My desk was to the right of the door, as you go in, and it was a wood desk – Joe insisted – into the top of which the tridcomp has been built in such a way that it didn’t show at all when not activated. That morning, I’d just pushed the button to activate it, and set my hands on the desktop, ready to type.
My otherwise fairly useless education had left me with impeccable typing and accounting abilities. I looked at Joe, who sat behind his vast, polished wood desk, his chair reclined back, his blue eyes staring at the ceiling as though it contained something amazing and unfathomable. For the record it didn’t. It was just silver glassteel, the only part of the room we hadn’t bothered disguising as more traditional materials.
“What do I bill for?” I asked again.
“The usual,” he said, staring at the ceiling.
“But Joe, we had five different interstellar calls and—”
“The usual,” he said, with finality. And then, with a deep sigh, as he took his feet off the desk and sat up straight. “I hate it when things end badly for the client.”
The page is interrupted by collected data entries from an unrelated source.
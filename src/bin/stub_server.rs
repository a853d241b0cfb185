//! Local stand-in for the image processing service.
//!
//! Speaks the same wire contract as the real deployments so the client can be
//! exercised end to end without them:
//! - `POST /api/process`         multipart: `image`, `key`, `operation`
//! - `POST /api/process_base64`  JSON: `{ image, key, operation }`
//! - `GET  /api/health`
//!
//! Requests are validated the way the real service does it. The "processed"
//! image is the input converted to an 8-bit grayscale PNG; no encryption
//! happens here.

use axum::{
    body::Bytes,
    extract::multipart::Multipart,
    http::StatusCode,
    response::IntoResponse,
    routing::{get, post},
    Json, Router,
};
use base64::{engine::general_purpose, Engine as _};
use clap::Parser;
use log::{error, info, warn};
use serde::Deserialize;
use tower_http::cors::CorsLayer;

use imgcrypt_client::common::logging::init_logger;
use imgcrypt_client::common::messages::{data_uri, HealthStatus, Operation, ProcessResponse};

/// Minimum key length accepted by the service.
const MIN_KEY_LENGTH: usize = 8;

#[derive(Parser, Debug)]
#[command(author, version, about, long_about = None)]
struct Args {
    /// Address to listen on
    #[arg(long, default_value = "127.0.0.1:5000")]
    addr: String,

    /// Log debug output
    #[arg(short, long)]
    verbose: bool,
}

/// JSON body with every field optional so missing ones get a precise error.
#[derive(Debug, Default, Deserialize)]
struct IncomingJson {
    image: Option<String>,
    key: Option<String>,
    operation: Option<String>,
}

type Reply = (StatusCode, Json<ProcessResponse>);

fn reject(status: StatusCode, error: impl Into<String>) -> Reply {
    let error = error.into();
    warn!("Rejected request: {}", error);
    (status, Json(ProcessResponse::failed(error)))
}

#[tokio::main]
async fn main() -> anyhow::Result<()> {
    let args = Args::parse();
    init_logger(args.verbose);

    let app = Router::new()
        .route("/api/process", post(process_multipart))
        .route("/api/process_base64", post(process_base64))
        .route("/api/health", get(health_check))
        .layer(CorsLayer::permissive());

    info!("🚀 Stub processing service on http://{}", args.addr);
    info!("📡 POST /api/process, POST /api/process_base64, GET /api/health");

    let listener = tokio::net::TcpListener::bind(&args.addr).await?;
    axum::serve(listener, app).await?;

    Ok(())
}

async fn health_check() -> impl IntoResponse {
    Json(HealthStatus {
        status: "healthy".to_string(),
        message: "Image Encryption API is running".to_string(),
    })
}

/// Check `key` and `operation` the way the service does.
fn validate(key: Option<&str>, operation: Option<&str>) -> Result<Operation, String> {
    let key = key.ok_or("No encryption key provided")?;
    let operation = operation.ok_or("No operation specified")?.parse::<Operation>()?;

    if key.chars().count() < MIN_KEY_LENGTH {
        return Err(format!(
            "Encryption key must be at least {} characters long",
            MIN_KEY_LENGTH
        ));
    }

    Ok(operation)
}

/// Decode `image_bytes`, convert to grayscale and re-encode as a PNG data URI.
async fn transform(image_bytes: Vec<u8>) -> anyhow::Result<String> {
    tokio::task::spawn_blocking(move || -> anyhow::Result<String> {
        let gray = image::load_from_memory(&image_bytes)?.to_luma8();
        let mut output_bytes = Vec::new();
        gray.write_to(
            &mut std::io::Cursor::new(&mut output_bytes),
            image::ImageFormat::Png,
        )?;
        Ok(data_uri(
            "image/png",
            &general_purpose::STANDARD.encode(&output_bytes),
        ))
    })
    .await?
}

async fn respond(image_bytes: Vec<u8>, operation: Operation) -> Reply {
    info!(
        "📥 {} request with {} bytes of image data",
        operation,
        image_bytes.len()
    );
    match transform(image_bytes).await {
        Ok(image) => (
            StatusCode::OK,
            Json(ProcessResponse::ok(
                image,
                format!("Image {} successfully", operation.past_tense()),
                operation,
            )),
        ),
        Err(e) => {
            error!("❌ Processing failed: {}", e);
            (
                StatusCode::INTERNAL_SERVER_ERROR,
                Json(ProcessResponse::failed(e.to_string())),
            )
        }
    }
}

async fn process_base64(body: Bytes) -> Reply {
    let incoming: IncomingJson = match serde_json::from_slice(&body) {
        Ok(incoming) => incoming,
        Err(_) => return reject(StatusCode::BAD_REQUEST, "No JSON data provided"),
    };

    let image = match incoming.image {
        Some(image) => image,
        None => return reject(StatusCode::BAD_REQUEST, "No image base64 provided"),
    };
    let operation = match validate(incoming.key.as_deref(), incoming.operation.as_deref()) {
        Ok(operation) => operation,
        Err(e) => return reject(StatusCode::BAD_REQUEST, e),
    };

    let image_bytes = match general_purpose::STANDARD.decode(image.trim()) {
        Ok(bytes) => bytes,
        Err(e) => {
            return reject(
                StatusCode::BAD_REQUEST,
                format!("Invalid base64 image: {}", e),
            )
        }
    };

    respond(image_bytes, operation).await
}

async fn process_multipart(mut multipart: Multipart) -> Reply {
    let mut image: Option<Vec<u8>> = None;
    let mut key: Option<String> = None;
    let mut operation: Option<String> = None;

    loop {
        let field = match multipart.next_field().await {
            Ok(Some(field)) => field,
            Ok(None) => break,
            Err(e) => {
                return reject(
                    StatusCode::BAD_REQUEST,
                    format!("Failed to read multipart data: {}", e),
                )
            }
        };

        let name = field.name().unwrap_or("").to_string();
        match name.as_str() {
            "image" => match field.bytes().await {
                Ok(data) => image = Some(data.to_vec()),
                Err(e) => {
                    return reject(
                        StatusCode::BAD_REQUEST,
                        format!("Failed to read image data: {}", e),
                    )
                }
            },
            "key" | "operation" => {
                let value = match field.text().await {
                    Ok(value) => value,
                    Err(e) => {
                        return reject(
                            StatusCode::BAD_REQUEST,
                            format!("Failed to read field '{}': {}", name, e),
                        )
                    }
                };
                if name == "key" {
                    key = Some(value);
                } else {
                    operation = Some(value);
                }
            }
            _ => {}
        }
    }

    let image = match image {
        Some(image) => image,
        None => return reject(StatusCode::BAD_REQUEST, "No image file provided"),
    };
    let operation = match validate(key.as_deref(), operation.as_deref()) {
        Ok(operation) => operation,
        Err(e) => return reject(StatusCode::BAD_REQUEST, e),
    };

    respond(image, operation).await
}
I didn’t say anything, because, well… what could you do when your investigations led you to inform your client that she wasn’t precisely legally married and, in fact, that the man she thought she had married didn’t exist, but was a construct flitting from world to world and taking wealthy widows for all he could get?
“Ever think that there has to be a better way to make a living, love?” Joe asked very softly.
And the door chimed, saving him from a sharp reply.
I got up and took a turn left out of the office, to the hall where the controls of the ship squawker were.
I didn’t want to answer Joe, anyway. There was no payload in it. Sure, there were a million other ways to make a living, but either they tied us to some back world, or they required training which neither of us had.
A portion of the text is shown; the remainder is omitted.